Data excerpts:
****

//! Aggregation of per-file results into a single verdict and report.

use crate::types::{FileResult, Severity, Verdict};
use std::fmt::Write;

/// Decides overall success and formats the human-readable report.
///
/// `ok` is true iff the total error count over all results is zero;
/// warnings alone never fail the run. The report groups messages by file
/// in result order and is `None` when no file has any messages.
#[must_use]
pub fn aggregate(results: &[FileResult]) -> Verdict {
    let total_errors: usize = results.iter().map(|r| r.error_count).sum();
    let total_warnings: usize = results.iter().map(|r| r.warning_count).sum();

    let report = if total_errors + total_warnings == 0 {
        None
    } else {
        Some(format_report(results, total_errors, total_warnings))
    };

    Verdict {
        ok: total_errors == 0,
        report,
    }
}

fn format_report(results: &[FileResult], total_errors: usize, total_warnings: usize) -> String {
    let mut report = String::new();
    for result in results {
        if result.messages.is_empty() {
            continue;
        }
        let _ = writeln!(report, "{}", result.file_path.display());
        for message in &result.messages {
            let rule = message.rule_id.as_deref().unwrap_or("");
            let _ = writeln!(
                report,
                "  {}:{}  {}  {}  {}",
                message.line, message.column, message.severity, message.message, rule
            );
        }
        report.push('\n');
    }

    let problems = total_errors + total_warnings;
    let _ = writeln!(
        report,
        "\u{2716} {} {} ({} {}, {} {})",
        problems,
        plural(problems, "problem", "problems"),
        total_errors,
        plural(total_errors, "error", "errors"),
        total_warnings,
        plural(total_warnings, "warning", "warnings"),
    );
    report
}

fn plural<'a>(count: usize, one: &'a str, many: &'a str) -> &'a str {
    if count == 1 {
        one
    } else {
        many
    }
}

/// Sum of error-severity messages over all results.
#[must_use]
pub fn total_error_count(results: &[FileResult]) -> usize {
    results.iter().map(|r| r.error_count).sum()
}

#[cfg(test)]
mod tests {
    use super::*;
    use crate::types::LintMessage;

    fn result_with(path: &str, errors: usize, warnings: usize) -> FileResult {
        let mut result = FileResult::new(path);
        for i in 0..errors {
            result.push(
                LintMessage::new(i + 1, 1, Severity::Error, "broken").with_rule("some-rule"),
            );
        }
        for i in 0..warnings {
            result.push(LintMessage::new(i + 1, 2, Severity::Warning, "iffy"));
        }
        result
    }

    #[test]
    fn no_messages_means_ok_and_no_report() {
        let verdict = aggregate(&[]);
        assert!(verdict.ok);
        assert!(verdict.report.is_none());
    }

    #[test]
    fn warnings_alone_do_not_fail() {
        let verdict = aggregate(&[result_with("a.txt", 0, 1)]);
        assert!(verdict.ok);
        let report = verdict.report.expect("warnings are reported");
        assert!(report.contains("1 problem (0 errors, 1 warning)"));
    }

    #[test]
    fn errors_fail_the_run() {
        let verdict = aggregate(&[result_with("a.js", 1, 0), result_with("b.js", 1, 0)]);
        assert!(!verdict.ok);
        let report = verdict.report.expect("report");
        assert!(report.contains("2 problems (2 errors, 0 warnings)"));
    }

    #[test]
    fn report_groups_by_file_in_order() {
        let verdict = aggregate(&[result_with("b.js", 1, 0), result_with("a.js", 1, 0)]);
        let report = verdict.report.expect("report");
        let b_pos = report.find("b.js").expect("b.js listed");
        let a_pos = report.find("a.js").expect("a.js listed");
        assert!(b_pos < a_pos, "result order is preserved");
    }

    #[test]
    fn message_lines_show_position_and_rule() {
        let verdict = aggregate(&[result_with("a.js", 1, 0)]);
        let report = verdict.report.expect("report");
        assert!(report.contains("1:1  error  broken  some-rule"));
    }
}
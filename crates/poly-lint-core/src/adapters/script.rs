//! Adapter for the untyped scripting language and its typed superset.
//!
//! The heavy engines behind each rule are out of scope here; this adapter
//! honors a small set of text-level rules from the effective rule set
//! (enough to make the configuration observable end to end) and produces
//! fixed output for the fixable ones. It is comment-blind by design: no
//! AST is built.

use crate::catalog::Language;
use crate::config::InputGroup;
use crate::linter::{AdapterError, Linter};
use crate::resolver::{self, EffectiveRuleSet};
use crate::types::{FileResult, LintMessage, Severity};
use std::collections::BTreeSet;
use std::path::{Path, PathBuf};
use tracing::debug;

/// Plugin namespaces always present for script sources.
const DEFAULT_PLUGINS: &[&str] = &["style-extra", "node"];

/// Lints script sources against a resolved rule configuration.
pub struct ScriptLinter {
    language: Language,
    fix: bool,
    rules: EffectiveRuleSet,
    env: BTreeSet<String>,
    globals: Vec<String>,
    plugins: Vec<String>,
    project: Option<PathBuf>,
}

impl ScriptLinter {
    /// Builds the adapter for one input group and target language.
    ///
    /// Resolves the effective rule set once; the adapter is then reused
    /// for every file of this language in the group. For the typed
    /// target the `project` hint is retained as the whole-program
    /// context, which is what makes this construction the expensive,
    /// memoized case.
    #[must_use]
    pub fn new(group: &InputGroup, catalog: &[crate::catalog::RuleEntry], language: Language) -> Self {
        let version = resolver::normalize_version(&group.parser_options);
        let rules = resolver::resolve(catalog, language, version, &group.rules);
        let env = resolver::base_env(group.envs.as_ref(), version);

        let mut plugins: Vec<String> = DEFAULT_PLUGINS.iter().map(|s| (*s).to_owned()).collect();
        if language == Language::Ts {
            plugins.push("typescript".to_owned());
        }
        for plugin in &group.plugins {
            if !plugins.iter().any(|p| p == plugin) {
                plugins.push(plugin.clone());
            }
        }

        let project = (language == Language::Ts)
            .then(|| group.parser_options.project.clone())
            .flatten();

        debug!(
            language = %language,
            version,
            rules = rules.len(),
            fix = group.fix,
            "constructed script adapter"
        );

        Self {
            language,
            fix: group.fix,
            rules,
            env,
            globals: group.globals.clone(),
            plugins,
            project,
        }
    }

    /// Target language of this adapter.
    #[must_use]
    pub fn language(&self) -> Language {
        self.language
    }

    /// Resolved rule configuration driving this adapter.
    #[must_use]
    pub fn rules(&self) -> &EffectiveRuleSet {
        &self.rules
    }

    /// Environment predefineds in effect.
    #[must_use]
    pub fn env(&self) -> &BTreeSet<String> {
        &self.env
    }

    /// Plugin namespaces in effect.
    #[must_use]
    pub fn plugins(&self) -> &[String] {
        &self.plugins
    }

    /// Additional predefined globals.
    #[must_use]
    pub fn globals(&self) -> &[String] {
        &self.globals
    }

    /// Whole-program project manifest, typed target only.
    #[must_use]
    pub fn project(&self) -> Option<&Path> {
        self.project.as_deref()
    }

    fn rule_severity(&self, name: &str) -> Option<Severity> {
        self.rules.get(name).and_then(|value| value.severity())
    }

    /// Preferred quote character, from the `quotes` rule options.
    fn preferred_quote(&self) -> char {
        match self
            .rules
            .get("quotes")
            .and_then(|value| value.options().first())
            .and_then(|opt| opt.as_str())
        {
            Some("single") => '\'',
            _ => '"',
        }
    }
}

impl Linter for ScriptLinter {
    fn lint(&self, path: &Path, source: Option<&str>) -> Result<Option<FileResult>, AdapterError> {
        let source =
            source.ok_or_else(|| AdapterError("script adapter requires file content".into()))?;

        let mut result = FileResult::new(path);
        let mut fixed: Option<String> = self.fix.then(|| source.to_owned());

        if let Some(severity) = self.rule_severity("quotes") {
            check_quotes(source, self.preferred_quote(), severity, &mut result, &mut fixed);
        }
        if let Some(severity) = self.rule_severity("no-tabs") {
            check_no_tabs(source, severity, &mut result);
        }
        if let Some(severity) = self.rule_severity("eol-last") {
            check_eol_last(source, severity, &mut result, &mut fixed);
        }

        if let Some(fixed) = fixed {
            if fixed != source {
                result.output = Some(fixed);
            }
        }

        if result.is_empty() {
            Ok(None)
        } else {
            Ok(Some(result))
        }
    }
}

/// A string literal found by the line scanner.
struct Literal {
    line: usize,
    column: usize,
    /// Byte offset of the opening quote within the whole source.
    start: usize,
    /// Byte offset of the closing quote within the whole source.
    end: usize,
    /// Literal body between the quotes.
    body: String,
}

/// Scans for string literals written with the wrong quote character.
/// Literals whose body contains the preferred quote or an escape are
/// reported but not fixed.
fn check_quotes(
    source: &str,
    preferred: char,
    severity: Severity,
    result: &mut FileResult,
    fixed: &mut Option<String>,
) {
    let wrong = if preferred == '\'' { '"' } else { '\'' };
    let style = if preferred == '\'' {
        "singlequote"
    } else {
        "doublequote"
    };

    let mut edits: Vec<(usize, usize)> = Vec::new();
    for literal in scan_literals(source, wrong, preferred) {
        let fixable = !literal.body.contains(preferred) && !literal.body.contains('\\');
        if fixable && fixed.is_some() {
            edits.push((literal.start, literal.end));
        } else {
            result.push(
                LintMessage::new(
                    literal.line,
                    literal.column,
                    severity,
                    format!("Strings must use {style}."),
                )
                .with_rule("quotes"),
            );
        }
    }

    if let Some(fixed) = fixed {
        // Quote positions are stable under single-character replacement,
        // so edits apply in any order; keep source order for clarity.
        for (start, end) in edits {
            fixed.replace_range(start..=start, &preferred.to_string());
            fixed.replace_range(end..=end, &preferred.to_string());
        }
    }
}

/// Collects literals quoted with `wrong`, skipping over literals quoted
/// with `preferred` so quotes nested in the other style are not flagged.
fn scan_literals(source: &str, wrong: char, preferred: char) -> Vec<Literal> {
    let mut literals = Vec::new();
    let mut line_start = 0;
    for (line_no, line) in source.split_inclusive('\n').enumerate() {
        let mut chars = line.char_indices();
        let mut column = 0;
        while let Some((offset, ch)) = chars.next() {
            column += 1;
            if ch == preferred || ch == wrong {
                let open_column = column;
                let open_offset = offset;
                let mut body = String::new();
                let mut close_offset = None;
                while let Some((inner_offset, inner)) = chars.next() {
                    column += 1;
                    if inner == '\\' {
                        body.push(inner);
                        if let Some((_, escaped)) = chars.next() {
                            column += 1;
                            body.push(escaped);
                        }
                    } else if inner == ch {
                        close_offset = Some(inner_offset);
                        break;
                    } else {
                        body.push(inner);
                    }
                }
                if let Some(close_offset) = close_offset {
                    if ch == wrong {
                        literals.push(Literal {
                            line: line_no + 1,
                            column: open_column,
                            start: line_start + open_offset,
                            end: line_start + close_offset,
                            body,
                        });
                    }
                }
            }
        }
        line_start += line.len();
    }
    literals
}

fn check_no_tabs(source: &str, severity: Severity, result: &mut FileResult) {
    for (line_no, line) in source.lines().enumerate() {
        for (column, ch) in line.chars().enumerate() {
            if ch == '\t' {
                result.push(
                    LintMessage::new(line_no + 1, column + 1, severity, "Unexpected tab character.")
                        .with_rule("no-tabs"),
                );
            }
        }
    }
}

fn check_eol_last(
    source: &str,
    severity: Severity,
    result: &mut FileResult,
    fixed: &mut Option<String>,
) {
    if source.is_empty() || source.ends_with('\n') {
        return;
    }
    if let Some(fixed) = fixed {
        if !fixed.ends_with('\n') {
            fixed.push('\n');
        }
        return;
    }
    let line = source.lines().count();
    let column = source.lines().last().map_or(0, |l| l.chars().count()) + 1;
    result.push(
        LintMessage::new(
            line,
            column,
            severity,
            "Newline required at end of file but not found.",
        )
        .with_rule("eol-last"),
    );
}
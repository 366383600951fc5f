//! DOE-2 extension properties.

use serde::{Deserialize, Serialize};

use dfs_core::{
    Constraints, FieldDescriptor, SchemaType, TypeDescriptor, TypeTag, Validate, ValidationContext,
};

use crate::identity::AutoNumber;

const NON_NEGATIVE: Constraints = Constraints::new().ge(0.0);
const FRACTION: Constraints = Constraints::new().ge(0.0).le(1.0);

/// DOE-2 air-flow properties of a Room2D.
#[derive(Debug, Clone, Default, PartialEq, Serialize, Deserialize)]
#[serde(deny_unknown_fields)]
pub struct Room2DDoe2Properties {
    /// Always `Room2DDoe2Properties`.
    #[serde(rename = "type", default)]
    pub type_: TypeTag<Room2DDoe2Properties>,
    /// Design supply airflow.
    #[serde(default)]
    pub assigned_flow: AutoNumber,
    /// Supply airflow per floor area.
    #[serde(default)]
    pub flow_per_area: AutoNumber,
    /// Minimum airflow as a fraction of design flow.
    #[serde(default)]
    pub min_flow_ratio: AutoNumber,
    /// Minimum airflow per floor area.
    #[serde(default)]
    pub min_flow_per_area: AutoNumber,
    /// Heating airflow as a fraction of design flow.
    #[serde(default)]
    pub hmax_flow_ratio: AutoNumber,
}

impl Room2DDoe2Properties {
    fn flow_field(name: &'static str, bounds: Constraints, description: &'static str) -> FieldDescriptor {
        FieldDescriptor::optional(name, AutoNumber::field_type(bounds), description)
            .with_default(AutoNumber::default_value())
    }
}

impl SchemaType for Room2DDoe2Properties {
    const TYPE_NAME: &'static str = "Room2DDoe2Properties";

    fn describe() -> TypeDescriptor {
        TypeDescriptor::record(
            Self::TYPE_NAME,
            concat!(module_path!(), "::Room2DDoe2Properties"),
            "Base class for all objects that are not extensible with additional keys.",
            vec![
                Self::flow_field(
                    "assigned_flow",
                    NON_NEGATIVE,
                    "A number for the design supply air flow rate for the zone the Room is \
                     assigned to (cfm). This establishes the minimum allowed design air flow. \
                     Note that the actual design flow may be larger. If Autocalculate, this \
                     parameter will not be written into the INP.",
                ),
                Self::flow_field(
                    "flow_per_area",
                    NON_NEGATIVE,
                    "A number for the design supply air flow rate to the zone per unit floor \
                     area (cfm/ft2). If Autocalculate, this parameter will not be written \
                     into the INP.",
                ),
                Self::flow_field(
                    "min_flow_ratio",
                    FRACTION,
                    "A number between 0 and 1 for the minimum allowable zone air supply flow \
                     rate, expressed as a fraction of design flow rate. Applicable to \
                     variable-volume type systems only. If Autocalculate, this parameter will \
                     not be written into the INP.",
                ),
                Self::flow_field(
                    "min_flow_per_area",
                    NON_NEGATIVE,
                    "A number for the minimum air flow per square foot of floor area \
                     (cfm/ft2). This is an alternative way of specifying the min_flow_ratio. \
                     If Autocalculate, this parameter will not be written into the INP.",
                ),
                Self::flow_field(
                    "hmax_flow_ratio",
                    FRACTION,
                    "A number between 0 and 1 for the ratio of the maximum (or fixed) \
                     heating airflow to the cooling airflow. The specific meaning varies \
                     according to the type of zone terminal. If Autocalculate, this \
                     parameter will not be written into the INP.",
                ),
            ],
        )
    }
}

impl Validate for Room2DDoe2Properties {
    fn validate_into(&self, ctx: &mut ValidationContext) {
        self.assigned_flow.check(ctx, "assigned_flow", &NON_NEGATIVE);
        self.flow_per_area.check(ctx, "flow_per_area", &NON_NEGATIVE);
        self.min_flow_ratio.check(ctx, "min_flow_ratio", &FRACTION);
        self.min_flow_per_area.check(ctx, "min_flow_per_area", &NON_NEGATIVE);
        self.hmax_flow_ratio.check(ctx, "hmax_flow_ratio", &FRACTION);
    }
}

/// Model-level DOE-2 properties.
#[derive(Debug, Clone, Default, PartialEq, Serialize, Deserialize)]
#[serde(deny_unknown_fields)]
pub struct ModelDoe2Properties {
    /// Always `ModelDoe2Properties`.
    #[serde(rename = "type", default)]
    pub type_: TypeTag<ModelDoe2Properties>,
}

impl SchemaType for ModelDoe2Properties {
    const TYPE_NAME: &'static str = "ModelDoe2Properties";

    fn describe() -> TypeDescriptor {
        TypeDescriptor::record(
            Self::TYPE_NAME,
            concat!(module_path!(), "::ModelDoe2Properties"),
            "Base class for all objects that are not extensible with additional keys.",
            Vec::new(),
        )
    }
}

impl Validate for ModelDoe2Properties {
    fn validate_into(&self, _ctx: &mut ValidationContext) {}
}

****

Report each line of the data that includes the string "ScriptLinter".

pub struct ScriptLinter {
impl ScriptLinter {
impl Linter for ScriptLinter {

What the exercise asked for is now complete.